== DATA TO PROCESS ==

--

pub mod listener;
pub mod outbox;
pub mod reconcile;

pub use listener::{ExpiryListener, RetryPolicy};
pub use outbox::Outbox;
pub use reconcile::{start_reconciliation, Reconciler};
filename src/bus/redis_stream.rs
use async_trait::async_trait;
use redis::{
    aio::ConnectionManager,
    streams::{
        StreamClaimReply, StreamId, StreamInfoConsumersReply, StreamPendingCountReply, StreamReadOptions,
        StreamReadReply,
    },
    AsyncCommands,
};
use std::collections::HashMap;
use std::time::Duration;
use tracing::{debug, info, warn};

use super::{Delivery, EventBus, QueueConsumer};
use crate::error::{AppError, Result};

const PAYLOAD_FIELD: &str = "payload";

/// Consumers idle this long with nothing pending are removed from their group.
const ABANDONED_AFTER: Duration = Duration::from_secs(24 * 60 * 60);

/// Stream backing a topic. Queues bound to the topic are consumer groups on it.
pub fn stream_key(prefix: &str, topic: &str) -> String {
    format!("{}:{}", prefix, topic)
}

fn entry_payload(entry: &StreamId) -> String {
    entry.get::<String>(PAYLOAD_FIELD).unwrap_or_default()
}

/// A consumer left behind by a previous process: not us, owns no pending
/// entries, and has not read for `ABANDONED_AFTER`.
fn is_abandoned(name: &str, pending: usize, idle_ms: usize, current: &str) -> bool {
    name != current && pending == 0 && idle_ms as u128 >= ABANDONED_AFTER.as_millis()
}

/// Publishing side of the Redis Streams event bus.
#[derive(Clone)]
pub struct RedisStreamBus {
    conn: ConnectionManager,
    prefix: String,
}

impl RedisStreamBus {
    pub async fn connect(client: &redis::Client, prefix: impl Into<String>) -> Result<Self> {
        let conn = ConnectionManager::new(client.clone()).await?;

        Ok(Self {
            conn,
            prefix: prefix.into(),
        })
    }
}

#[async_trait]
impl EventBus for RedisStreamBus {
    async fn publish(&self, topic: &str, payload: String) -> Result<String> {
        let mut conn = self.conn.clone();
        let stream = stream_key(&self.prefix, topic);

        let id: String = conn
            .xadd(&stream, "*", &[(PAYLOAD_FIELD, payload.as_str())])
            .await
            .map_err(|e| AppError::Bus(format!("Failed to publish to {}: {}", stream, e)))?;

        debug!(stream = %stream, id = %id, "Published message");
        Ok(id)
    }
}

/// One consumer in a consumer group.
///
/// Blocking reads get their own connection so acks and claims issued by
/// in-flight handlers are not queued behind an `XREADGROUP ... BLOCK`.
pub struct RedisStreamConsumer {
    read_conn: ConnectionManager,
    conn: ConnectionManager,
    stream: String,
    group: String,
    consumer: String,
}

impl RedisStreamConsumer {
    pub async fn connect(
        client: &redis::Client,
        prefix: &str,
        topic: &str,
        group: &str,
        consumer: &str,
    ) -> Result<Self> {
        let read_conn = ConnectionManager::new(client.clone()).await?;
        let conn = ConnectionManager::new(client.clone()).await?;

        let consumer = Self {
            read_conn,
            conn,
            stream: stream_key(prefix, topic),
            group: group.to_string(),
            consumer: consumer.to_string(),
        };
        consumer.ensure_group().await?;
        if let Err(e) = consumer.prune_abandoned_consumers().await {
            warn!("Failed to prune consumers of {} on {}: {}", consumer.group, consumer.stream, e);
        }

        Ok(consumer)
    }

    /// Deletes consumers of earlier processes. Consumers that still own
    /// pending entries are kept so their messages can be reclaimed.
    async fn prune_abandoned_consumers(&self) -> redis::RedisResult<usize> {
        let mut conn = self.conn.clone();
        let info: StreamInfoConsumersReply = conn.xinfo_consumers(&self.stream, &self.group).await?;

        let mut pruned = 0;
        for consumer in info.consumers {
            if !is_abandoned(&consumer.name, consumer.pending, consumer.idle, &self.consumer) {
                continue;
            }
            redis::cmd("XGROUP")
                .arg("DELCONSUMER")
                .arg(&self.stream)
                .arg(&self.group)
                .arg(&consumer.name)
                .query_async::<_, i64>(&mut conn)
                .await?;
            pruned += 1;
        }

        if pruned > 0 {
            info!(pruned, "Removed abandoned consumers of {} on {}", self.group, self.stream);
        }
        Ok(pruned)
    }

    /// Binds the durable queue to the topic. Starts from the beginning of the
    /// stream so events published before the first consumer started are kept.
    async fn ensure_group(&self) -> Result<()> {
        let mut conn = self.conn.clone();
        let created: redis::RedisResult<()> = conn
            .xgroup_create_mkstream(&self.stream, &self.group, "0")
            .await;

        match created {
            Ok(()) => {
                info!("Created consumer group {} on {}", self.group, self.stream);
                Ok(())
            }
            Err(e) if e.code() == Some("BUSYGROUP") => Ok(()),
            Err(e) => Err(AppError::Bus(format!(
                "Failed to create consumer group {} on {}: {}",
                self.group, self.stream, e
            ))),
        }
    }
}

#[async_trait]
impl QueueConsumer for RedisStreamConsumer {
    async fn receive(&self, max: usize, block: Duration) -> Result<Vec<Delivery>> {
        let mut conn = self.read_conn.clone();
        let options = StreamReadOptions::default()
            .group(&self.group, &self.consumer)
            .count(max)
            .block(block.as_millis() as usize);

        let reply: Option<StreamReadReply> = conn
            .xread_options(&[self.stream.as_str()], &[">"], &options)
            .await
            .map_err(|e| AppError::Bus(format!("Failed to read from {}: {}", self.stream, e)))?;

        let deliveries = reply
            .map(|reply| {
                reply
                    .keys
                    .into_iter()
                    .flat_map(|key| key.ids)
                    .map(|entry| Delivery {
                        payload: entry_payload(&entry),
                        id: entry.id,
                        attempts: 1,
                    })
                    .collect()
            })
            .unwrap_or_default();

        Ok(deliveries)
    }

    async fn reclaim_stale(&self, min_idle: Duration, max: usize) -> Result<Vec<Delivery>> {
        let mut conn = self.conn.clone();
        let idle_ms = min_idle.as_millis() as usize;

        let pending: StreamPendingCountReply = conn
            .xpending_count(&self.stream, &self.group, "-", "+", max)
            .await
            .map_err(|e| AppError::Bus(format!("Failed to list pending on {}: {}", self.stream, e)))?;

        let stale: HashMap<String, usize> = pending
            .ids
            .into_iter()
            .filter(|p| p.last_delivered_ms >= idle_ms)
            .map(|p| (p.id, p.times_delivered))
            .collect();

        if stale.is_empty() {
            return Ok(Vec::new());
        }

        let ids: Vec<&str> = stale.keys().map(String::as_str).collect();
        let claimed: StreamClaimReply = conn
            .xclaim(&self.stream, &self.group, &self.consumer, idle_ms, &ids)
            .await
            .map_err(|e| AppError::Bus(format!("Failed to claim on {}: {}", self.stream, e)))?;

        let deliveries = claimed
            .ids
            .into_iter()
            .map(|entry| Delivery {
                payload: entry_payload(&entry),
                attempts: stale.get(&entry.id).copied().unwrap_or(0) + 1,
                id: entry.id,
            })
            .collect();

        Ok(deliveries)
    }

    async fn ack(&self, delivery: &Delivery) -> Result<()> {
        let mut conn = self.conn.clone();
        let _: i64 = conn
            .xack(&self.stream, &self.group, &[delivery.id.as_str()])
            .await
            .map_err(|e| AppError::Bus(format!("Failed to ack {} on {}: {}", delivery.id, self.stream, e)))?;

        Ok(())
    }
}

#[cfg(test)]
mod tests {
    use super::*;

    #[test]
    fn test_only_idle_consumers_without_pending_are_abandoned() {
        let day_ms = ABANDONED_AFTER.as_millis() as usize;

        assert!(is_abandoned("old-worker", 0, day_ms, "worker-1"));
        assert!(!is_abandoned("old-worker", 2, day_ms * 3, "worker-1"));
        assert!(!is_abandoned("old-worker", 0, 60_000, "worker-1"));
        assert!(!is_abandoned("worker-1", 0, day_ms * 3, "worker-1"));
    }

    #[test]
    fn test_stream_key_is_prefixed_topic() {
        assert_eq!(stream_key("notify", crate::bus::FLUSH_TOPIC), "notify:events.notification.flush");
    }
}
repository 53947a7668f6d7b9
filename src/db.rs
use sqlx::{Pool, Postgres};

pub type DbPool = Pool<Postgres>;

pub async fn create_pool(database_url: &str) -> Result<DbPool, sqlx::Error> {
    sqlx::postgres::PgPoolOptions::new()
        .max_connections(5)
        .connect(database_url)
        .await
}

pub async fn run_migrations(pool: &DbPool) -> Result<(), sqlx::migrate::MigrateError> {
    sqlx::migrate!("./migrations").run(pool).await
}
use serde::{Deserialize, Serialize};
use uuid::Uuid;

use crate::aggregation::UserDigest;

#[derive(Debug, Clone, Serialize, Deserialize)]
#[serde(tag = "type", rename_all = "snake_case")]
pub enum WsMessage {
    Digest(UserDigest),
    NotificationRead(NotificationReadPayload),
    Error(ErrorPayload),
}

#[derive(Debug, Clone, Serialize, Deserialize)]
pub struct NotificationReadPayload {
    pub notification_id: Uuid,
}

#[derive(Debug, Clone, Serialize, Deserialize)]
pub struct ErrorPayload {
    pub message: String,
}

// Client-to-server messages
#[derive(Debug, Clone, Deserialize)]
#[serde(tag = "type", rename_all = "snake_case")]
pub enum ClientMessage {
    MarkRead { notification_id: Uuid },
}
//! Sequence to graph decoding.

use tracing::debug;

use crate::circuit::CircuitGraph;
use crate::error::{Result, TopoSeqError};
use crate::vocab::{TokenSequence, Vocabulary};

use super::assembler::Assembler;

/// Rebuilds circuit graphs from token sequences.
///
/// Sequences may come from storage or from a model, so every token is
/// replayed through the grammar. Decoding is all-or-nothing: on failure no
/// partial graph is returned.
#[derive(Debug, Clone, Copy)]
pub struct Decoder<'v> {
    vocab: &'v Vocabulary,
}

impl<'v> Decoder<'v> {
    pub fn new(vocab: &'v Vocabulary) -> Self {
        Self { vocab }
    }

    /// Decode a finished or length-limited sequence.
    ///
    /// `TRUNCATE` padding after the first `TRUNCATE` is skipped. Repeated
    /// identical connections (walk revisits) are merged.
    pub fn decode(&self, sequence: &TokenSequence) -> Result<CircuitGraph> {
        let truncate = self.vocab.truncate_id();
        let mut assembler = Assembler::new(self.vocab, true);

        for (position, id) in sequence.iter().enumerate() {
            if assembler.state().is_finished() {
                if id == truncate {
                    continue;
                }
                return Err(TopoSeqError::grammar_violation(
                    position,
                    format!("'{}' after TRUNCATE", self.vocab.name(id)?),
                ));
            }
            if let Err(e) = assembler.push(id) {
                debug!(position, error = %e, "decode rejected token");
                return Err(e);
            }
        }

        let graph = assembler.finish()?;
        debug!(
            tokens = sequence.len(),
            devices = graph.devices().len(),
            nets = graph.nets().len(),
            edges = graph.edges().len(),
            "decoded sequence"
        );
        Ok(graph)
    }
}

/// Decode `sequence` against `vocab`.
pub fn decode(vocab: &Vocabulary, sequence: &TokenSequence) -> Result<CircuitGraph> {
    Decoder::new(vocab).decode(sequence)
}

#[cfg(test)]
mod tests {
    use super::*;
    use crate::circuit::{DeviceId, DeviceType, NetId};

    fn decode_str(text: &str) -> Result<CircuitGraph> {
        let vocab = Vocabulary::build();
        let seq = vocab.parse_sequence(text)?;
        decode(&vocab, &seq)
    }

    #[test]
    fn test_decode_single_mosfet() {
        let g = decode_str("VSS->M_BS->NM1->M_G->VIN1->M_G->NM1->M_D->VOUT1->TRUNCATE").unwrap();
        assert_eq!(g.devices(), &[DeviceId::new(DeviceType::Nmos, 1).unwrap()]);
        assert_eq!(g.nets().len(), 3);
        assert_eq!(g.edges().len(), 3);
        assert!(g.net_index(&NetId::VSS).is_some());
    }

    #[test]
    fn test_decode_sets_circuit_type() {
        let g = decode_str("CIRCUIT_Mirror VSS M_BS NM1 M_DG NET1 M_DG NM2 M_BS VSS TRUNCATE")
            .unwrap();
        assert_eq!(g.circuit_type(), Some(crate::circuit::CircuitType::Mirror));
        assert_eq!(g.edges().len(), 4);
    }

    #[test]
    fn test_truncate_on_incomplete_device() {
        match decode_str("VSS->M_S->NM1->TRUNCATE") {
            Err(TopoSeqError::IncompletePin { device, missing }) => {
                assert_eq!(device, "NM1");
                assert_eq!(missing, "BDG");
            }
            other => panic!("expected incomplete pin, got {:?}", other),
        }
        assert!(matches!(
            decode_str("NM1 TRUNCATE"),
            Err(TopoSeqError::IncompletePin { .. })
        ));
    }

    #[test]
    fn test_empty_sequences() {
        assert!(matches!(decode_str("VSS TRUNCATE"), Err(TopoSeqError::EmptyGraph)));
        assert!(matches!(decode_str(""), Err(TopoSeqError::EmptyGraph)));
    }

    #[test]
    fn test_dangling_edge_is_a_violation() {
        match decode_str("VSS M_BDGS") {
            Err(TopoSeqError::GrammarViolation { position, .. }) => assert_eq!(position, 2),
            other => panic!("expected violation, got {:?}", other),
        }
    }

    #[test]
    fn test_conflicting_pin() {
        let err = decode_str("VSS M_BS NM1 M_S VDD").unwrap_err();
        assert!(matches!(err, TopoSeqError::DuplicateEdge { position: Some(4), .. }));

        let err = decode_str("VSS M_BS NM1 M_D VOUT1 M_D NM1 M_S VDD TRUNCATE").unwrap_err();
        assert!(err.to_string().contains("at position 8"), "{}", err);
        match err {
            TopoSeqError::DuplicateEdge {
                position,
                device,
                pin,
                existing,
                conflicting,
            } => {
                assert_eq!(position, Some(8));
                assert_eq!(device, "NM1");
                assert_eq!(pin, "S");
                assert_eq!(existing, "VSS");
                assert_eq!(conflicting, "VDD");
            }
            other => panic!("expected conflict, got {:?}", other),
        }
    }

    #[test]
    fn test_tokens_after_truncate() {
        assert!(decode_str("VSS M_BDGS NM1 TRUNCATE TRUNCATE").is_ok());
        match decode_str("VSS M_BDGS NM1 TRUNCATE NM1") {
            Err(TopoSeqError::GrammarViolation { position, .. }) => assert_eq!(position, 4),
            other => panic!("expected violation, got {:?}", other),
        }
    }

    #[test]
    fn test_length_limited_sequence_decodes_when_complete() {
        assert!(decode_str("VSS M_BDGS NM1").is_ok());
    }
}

--

== TASK OBJECTIVE ==
Look for the word "CircuitGraph" in every line of the records. State how many lines contain it, and write only the number.

== REPLY ==
4